Book Summary By Chandran Iyer
It is an open secret that the relationship between India and China is as volatile as high-octane fuel. The two world powers are facing off against each other along their disputed border in the Himalayan region and sparks keep flying on and off.
Though the two countries have fought only one war, in 1962, there have been frequent incursions and attempts to grab the Indian territory. How one controls the fire-breathing dragon is a big issue for India. A book by Pune International Centre Rising to China Challenge, Winning Through Strategic Patience and Economic Growth gives a good insight into the threat posed by China’s hegemonic ambitions and what strategy India should adopt to tackle China.
The book is the outcome of a collaborative effort by six stalwarts of India including Gautam Bambawale, Vijay Kelkar, Dr. Raghunath Mashelkar, Ganesh Natarajan, Ajit Ranade, and Ajay Shah for Pune International Centre, which is an independent multifaceted policy research think tank. The PIC publishes policy papers and organizes lectures & roundtables.
This 170 pages book, published by Rupa Publications India, gives an outline of the challenges India faces from its hostile neighbor and how to tackle and respond to them.
The book also gives the reader a peek into the Chinese mindset and throws light on their Wolf Warrior Diplomacy. The authors say China sees the world as being shaped by force and hard power, not debate, discussion and diplomacy. Power flows from the barrel of a gun. Therefore, China must have the military means to enforce respect and command obedience.

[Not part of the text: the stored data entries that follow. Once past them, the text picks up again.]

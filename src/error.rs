// Error types for the record store

use thiserror::Error;

/// Result type for store operations
pub type Result<T> = std::result::Result<T, StoreError>;

/// Errors that can occur in the store and its backends
#[derive(Debug, Error)]
pub enum StoreError {
    /// Stored JSON could not be parsed, or a value could not be encoded
    #[error("Serialization error: {0}")]
    Serialization(#[from] serde_json::Error),

    /// No record with this id in the table
    #[error("Record not found: {table}/{id}")]
    NotFound { table: String, id: String },

    /// Table name failed validation
    #[error("Invalid table name: {0}")]
    InvalidName(String),

    /// Caller passed an argument the operation cannot use
    #[error("Invalid argument: {0}")]
    InvalidArgument(String),

    /// Backend refused a write that would exceed its quota
    #[error("Storage quota exceeded writing {key}: {needed} bytes needed, quota is {quota}")]
    QuotaExceeded { key: String, needed: usize, quota: usize },

    /// Backend is unavailable or rejected the operation
    #[error("Storage error: {0}")]
    Storage(String),

    /// Configuration file could not be read or parsed
    #[error("Configuration error: {0}")]
    Config(String),

    #[error("I/O error: {0}")]
    Io(#[from] std::io::Error),

    #[error("SQLite error: {0}")]
    Sqlite(#[from] rusqlite::Error),

    /// Registration with mismatched password confirmation
    #[error("Passwords do not match")]
    PasswordMismatch,

    /// Registration with a password under the minimum length
    #[error("Password must be at least {min} characters long")]
    PasswordTooShort { min: usize },

    /// Registration with an email that already has an account
    #[error("An account with email {0} already exists")]
    EmailTaken(String),

    /// Login with an unknown email or wrong password
    #[error("Invalid email or password")]
    InvalidCredentials,
}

This is why the Chinese are systematically building their capability and increasing their annual military budget. Over the past two decades, there has been an annual increase in China’s military budget. This ever-increasing spending on military hardware has enabled China to build new weapons systems including its own aircraft carriers and stealth and heavy-lift aircraft through its own efforts and reverse engineering.
While the book gives an outline of the strength of China it also elaborates on areas where India has the edge over it. The demographics are in favor of India. The outlook for the working-age population is superior to that of China, where the
The one-child policy of 1979-2015 coerced households into a premature ‘baby-bust’. The Indian financial system allocates capital better than the Chinese financial system. China has embarked on the course of conflicts with a large number of countries. There is a risk behind such overreach. Indi’s position in foreign policy, in contrast, is much more equanimous, with good relations with many of the natural partners in the desired coalition.
The book says the long-run foundation of Indian success lies in the maturation of the liberalized democracy. This requires renewed vigor of protecting civil liberties, enshrining each individual, and overcoming the fault lines of caste and creed.
The authors say it is important to reiterate that the conflict with China is ultimately a challenge to building a market economy located in a liberal democracy. If a vibrant liberal democracy does not come together, it will mar the possibility of achieving economic dynamism.
The book gives a realistic assessment of India -China border issues and gives pragmatic policy recommendations analyzing the long game in the India-China equations.